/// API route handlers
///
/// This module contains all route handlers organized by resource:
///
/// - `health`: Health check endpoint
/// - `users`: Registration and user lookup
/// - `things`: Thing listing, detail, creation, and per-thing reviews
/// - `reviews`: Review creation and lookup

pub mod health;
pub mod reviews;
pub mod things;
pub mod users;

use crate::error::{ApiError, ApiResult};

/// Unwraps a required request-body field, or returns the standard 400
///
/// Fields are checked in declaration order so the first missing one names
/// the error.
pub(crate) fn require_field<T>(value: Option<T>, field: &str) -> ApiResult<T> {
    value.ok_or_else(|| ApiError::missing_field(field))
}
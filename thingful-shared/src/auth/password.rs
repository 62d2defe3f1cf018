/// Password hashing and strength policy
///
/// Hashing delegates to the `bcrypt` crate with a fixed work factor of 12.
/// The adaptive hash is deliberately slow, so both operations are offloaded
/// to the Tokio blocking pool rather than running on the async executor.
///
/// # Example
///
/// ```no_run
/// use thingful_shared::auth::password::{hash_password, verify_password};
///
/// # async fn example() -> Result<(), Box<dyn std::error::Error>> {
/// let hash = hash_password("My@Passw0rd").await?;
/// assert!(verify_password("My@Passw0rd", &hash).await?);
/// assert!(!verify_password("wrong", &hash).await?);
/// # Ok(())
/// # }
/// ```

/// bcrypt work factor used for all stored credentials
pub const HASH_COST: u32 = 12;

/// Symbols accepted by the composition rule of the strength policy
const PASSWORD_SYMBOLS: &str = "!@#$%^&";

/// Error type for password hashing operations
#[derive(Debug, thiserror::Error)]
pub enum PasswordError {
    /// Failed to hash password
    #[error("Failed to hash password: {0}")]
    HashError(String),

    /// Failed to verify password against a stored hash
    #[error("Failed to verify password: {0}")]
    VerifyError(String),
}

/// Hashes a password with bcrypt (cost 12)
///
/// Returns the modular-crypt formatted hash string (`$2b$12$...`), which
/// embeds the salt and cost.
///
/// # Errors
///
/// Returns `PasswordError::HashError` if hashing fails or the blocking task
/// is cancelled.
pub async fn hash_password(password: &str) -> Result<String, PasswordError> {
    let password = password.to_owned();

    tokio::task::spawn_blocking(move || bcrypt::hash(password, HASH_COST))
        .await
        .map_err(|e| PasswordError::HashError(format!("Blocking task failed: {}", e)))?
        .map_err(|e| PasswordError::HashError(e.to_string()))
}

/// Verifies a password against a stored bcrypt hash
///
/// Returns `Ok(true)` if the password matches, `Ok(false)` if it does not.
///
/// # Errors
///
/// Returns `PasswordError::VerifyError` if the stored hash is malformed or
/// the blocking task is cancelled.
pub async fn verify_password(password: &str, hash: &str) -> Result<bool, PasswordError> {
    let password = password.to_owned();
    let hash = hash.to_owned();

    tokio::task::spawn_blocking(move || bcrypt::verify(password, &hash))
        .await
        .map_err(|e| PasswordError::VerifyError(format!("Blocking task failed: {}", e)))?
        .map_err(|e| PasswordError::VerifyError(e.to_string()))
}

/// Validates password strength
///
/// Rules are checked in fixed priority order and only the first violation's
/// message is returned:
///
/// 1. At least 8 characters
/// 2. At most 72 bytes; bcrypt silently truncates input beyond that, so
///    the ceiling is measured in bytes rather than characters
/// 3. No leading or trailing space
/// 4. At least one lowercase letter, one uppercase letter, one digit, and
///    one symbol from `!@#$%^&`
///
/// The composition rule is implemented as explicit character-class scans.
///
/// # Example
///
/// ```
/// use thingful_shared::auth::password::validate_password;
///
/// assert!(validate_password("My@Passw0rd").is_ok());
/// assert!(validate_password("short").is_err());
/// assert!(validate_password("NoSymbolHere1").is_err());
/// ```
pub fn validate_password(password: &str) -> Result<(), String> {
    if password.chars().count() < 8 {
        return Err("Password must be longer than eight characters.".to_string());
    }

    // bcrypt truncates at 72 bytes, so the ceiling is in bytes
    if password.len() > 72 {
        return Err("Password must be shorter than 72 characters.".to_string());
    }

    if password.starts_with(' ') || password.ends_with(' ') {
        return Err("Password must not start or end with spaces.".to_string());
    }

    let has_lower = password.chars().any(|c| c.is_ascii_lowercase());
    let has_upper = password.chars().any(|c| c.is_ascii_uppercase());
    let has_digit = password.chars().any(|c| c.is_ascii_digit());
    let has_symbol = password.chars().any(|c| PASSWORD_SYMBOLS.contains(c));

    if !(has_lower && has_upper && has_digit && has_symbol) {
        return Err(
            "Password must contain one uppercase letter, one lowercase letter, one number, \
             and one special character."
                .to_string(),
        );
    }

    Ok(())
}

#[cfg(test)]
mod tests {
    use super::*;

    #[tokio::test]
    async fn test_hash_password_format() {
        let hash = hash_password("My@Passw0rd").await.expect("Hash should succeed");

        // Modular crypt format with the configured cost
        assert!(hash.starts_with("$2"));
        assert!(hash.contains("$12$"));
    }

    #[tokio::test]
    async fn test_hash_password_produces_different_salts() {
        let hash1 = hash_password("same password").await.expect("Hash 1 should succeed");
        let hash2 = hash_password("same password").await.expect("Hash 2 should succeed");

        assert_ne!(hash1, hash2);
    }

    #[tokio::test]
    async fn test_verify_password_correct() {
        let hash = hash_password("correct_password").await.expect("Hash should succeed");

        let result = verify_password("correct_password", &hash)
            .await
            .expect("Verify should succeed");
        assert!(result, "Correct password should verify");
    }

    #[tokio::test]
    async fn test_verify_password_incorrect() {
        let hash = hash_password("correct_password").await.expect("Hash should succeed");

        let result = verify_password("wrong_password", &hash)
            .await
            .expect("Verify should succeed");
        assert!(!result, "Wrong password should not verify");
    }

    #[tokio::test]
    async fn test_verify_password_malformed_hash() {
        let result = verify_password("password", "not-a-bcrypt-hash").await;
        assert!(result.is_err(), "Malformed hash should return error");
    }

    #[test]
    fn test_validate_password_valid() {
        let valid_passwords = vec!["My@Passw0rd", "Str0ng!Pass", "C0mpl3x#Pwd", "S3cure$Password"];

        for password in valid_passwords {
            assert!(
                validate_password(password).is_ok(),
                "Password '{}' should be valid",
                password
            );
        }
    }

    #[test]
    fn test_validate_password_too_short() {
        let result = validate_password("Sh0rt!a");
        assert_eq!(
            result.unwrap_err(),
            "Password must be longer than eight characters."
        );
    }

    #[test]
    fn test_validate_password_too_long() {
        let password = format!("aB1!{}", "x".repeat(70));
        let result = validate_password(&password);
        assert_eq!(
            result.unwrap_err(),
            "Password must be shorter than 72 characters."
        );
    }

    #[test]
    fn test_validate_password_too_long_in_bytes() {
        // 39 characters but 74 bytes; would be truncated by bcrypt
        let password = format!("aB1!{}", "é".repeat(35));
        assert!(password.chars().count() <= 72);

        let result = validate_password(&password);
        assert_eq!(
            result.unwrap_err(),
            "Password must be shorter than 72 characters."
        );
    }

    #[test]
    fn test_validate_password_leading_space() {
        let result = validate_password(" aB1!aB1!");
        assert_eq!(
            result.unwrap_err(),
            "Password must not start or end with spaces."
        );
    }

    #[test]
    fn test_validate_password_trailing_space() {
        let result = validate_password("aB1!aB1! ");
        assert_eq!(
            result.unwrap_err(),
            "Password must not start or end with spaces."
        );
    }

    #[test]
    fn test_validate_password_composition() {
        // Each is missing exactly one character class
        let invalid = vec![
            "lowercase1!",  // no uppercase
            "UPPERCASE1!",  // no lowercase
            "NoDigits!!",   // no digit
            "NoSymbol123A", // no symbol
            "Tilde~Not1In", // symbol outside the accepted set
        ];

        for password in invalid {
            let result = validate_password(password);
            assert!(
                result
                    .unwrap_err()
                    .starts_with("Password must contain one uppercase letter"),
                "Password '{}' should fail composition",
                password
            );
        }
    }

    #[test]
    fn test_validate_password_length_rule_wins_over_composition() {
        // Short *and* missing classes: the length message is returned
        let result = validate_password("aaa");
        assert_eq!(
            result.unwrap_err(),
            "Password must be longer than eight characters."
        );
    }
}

┄┄┄┄┄┄┄┄┄┄

What the task requires >> Find each line above that contains "bcrypt", and copy those lines.

Expected answer >>
/// Hashing delegates to the `bcrypt` crate with a fixed work factor of 12.
/// bcrypt work factor used for all stored credentials
/// Hashes a password with bcrypt (cost 12)
    tokio::task::spawn_blocking(move || bcrypt::hash(password, HASH_COST))
/// Verifies a password against a stored bcrypt hash
    tokio::task::spawn_blocking(move || bcrypt::verify(password, &hash))
/// 2. At most 72 bytes; bcrypt silently truncates input beyond that, so
    // bcrypt truncates at 72 bytes, so the ceiling is in bytes
        let result = verify_password("password", "not-a-bcrypt-hash").await;
        // 39 characters but 74 bytes; would be truncated by bcrypt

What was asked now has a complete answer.